Second, the Court held that the District Court also abused its discretion when it approved attorneys’ fees of $2 million, because the fees were excessive and unreasonable. In the Ninth Circuit, class action attorneys’ fees can be calculated on a lodestar method or a percentage of the common fund — with a 25% cap of the common fund as a guide. While the $2 million fee was under 25% of the value of the $10.64 million settlement, a cross-check of the award using the lodestar method showed that the fees were excessive. Class counsel had spent only 944.5 hours on the case and the settlement. Moreover, the Court was not impressed by the result, which, the Court concluded “yield[ed] little for the plaintiffs class.” Thus, the Court found the $2 million fee award, which the Court calculated broke out to just over $2100 per hour, was “extremely generous to counsel.” In light of the high amount of the fees, the District Court “needed to do more to assure itself … that the amount awarded was not unreasonably excessive in light of the results achieved.”
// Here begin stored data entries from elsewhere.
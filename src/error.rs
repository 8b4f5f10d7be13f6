//! Error types for projboard.
//!
//! This module defines all error types shared by the registry, the
//! dashboard sources, the REST client and the server.

use thiserror::Error;

use crate::core::project::ProjectId;

/// Result type alias for projboard operations
pub type Result<T> = std::result::Result<T, Error>;

/// Main error type for projboard
#[derive(Error, Debug, Clone, PartialEq, Eq)]
pub enum Error {
    // ═══════════════════════════════════════════════════════════════════
    // Project Errors
    // ═══════════════════════════════════════════════════════════════════

    /// Project not found in the registry
    #[error("Project not found: {0}")]
    ProjectNotFound(ProjectId),

    /// A required field was missing or blank
    #[error("Missing required field: {0}")]
    MissingField(&'static str),

    // ═══════════════════════════════════════════════════════════════════
    // Validation Errors
    // ═══════════════════════════════════════════════════════════════════

    /// Invalid input parameter
    #[error("Invalid parameter {name}: {reason}")]
    InvalidParameter {
        /// Parameter name
        name: String,
        /// Reason for invalidity
        reason: String,
    },

    // ═══════════════════════════════════════════════════════════════════
    // Transport Errors
    // ═══════════════════════════════════════════════════════════════════

    /// Request could not be sent or the response could not be read
    #[error("HTTP error: {0}")]
    Http(String),

    /// Server answered with a non-success status
    #[error("Server returned {status}: {message}")]
    Status {
        /// HTTP status code
        status: u16,
        /// Error message reported by the server
        message: String,
    },

    // ═══════════════════════════════════════════════════════════════════
    // Dashboard Errors
    // ═══════════════════════════════════════════════════════════════════

    /// Dashboard data source unavailable
    #[error("Dashboard source unavailable: {0}")]
    Source(String),

    // ═══════════════════════════════════════════════════════════════════
    // Serialization Errors
    // ═══════════════════════════════════════════════════════════════════

    /// Serialization failed
    #[error("Serialization error: {0}")]
    Serialization(String),

    /// Deserialization failed
    #[error("Deserialization error: {0}")]
    Deserialization(String),

    // ═══════════════════════════════════════════════════════════════════
    // Internal Errors
    // ═══════════════════════════════════════════════════════════════════

    /// IO error
    #[error("IO error: {0}")]
    Io(String),

    /// Internal error (should not happen in production)
    #[error("Internal error: {0}")]
    Internal(String),
}

impl Error {
    /// Returns true if retrying on the next refresh may succeed
    pub fn is_recoverable(&self) -> bool {
        matches!(self, Error::Http(_) | Error::Source(_))
            || matches!(self, Error::Status { status, .. } if *status >= 500)
    }

    /// Returns true if the caller sent something the server rejected
    pub fn is_client_error(&self) -> bool {
        matches!(
            self,
            Error::ProjectNotFound(_) | Error::MissingField(_) | Error::InvalidParameter { .. }
        ) || matches!(self, Error::Status { status, .. } if (400..500).contains(status))
    }

    /// Returns the error code for external systems
    pub fn code(&self) -> u32 {
        match self {
            // Project errors: 1xxx
            Error::ProjectNotFound(_) => 1001,
            Error::MissingField(_) => 1002,

            // Validation errors: 2xxx
            Error::InvalidParameter { .. } => 2001,

            // Transport errors: 3xxx
            Error::Http(_) => 3001,
            Error::Status { .. } => 3002,

            // Dashboard errors: 4xxx
            Error::Source(_) => 4001,

            // Serialization errors: 7xxx
            Error::Serialization(_) => 7001,
            Error::Deserialization(_) => 7002,

            // Internal errors: 9xxx
            Error::Io(_) => 9001,
            Error::Internal(_) => 9002,
        }
    }
}

impl From<std::io::Error> for Error {
    fn from(err: std::io::Error) -> Self {
        Error::Io(err.to_string())
    }
}

impl From<serde_json::Error> for Error {
    fn from(err: serde_json::Error) -> Self {
        if err.is_data() || err.is_syntax() || err.is_eof() {
            Error::Deserialization(err.to_string())
        } else {
            Error::Serialization(err.to_string())
        }
    }
}

#[cfg(test)]
mod tests {
    use super::*;

    #[test]
    fn test_error_codes_unique() {
        let codes = vec![
            Error::ProjectNotFound(ProjectId::new(1)).code(),
            Error::MissingField("name").code(),
            Error::InvalidParameter { name: "".into(), reason: "".into() }.code(),
            Error::Http("".into()).code(),
            Error::Status { status: 500, message: "".into() }.code(),
            Error::Source("".into()).code(),
            Error::Serialization("".into()).code(),
            Error::Deserialization("".into()).code(),
            Error::Io("".into()).code(),
            Error::Internal("".into()).code(),
        ];

        let mut unique_codes = codes.clone();
        unique_codes.sort();
        unique_codes.dedup();

        assert_eq!(codes.len(), unique_codes.len(), "Error codes must be unique");
    }

    #[test]
    fn test_error_display() {
        let err = Error::Status { status: 404, message: "gone".into() };
        assert!(err.to_string().contains("404"));
        assert!(err.to_string().contains("gone"));

        assert_eq!(
            Error::ProjectNotFound(ProjectId::new(7)).to_string(),
            "Project not found: 7"
        );
    }

    #[test]
    fn test_is_recoverable() {
        assert!(Error::Http("connection refused".into()).is_recoverable());
        assert!(Error::Status { status: 503, message: "".into() }.is_recoverable());
        assert!(!Error::Status { status: 404, message: "".into() }.is_recoverable());
        assert!(!Error::MissingField("name").is_recoverable());
    }

    #[test]
    fn test_is_client_error() {
        assert!(Error::MissingField("repository").is_client_error());
        assert!(Error::Status { status: 400, message: "".into() }.is_client_error());
        assert!(!Error::Internal("boom".into()).is_client_error());
    }

    #[test]
    fn test_json_error_conversion() {
        let err: Error = serde_json::from_str::<u64>("not json").unwrap_err().into();
        assert!(matches!(err, Error::Deserialization(_)));
    }
}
The Ninth Circuit decision illustrates the increasing difficulty in settling consumer class actions. While the standard of review is an abuse of discretion, it is clear that consumer class action settlements (especially those settled before class certification) are being closely scrutinized — with an eye on the benefits to the class, the size of the attorneys’ fee award, and the use of cy pres awards.